Tempo
Tempo (tic tac tic tac). Incrível o quão semelhante é o som entre um simples relógio e uma bomba pré-programada. O relógio também explode. Explode minha paciência, minha carência, minha leve demência. Vamos! Não tenho tempo! (tic tac tic tac). Não posso perder meu tempo! Ao expelir essas frases, o sem-tempo não percebe a incrível contradição em que se inclina: como pode perder algo que sequer possui? Ou que pelo menos insiste em dizer que não detém a posse. O sem-tempo – sem-vida, sem-teto (?) – espreme-se em sua corriqueira rotina. Isso porque o tempo insiste em pregar-lhe peças, insiste em ser constantemente escasso (ou, às vezes, incomumente inexistente).

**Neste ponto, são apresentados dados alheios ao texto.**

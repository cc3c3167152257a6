//! Scroll-offset targeting for the selected item

use super::types::Frame;

/// Outcome of fitting a frame into a proposed viewport band.
///
/// A sum type so callers can tell which edge was brought into view:
/// - `Unchanged`: the frame is already fully visible (or there is nothing to keep visible)
/// - `RevealBottom`: scrolled down just far enough to show the frame's bottom edge
/// - `RevealTop`: scrolled up just far enough to show the frame's top edge
#[derive(Debug, Clone, Copy, PartialEq)]
pub enum OffsetCorrection {
    /// Keep the proposed offset.
    Unchanged,

    /// Scroll down so the frame's bottom aligns with the viewport bottom.
    RevealBottom(f64),

    /// Scroll up so the frame's top aligns with the viewport top.
    RevealTop(f64),
}

impl OffsetCorrection {
    /// Decide how to move a viewport band `[proposed, proposed + viewport_height)`
    /// so that `frame` becomes visible.
    ///
    /// The bottom edge is checked first. A frame taller than the viewport
    /// therefore gets its bottom revealed, not its top.
    pub fn for_frame(frame: &Frame, proposed: f64, viewport_height: f64) -> Self {
        let visible_top = proposed;
        let visible_bottom = visible_top + viewport_height;

        let cell_top = frame.y;
        let cell_bottom = frame.bottom();

        if cell_bottom > visible_bottom {
            Self::RevealBottom(visible_top + (cell_bottom - visible_bottom))
        } else if cell_top < visible_top {
            Self::RevealTop(visible_top - (visible_top - cell_top))
        } else {
            Self::Unchanged
        }
    }

    /// Resolve to an absolute offset.
    pub fn resolve(&self, proposed: f64) -> f64 {
        match *self {
            Self::Unchanged => proposed,
            Self::RevealBottom(offset) | Self::RevealTop(offset) => offset,
        }
    }

    /// Check if the offset moves.
    pub fn is_change(&self) -> bool {
        !matches!(self, Self::Unchanged)
    }
}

Quando, nos achados e perdidos, o sem-tempo encontra seu mais precioso objeto (muitas vezes já amassado, corrompido), e enche-se de vigor. E então, com um ímpeto animalesco, põe-se a investir (?) seu tempo em futilidades corriqueiras (não cabe a mim decidir o que seja ou não fútil, pois cada empresário do tempo deve conhecer bem o seu almejado objeto de investimento). Depois, já com saldos negativos temporais, põe-se a reclamar de seus filhos, de sua esposa, de seu lar. O ser humano sempre cede aos mais fracos o “dom” da culpa. Como minha esposa, tão fiel e casta em sua santidade, pôde me trair? Como minha filha, no alvorecer de sua juventude, pôde engravidar? Como meu filho, em seus constantes tempos de estudo, põe-se a se drogar? Bem, Sr. Sem-Tempo, esses são os juros cobrados pelo BRT – Banco de Reservas de Tempo -, que há muito, em sua vida, emprestou-lhe escassos (mal utilizados) tempos. Parcela em quantas vezes? Atende pelo crediário? Aceita cartão de crédito? (Risos) Sr. Sem-Tempo, a dívida com o tempo é eterna, impossível de ser quitada.*
Anos se passaram. O infalível tempo cedeu ao sem-tempo profundas rugas em sua pálida face. Porém, em troca, o sem-tempo não fora contemplado com a experiência. Isso porque este recurso só pode ser adquirido por exímios administradores do contratempo (ou por aqueles que possuem bônus suficiente para adquiri-lo em uma de nossas lojas credenciadas).
O Sr. Sem-Tempo um dia sucumbiu. Sua pálida face acinzentou-se. Seus olhos, sedentos de tempo, foram consumidos pelas pacientes larvas. E agora? O que deixei? O que construí? Em que me firmei? O que me resta agora? Agora, o Sr. Sem-Tempo mudou de nome. Agora ele se confunde com o próprio tempo. E o Sr. Sem-Tempo finalmente adquiriu uma incrível capacidade: agora possui todo o tempo do mundo (e quem sabe até de outras galáxias) para pensar. Sua felicidade estaria completa se não fosse o clima quente e abafado de sua cidadela mortal: Sete Palmos do Chão, Hell City.
*Obs.: A máquina do tempo não mais é fabricada, devido aos graves efeitos colaterais (temporais). (Em letras miúdas, lógico. Técnica de marketing.)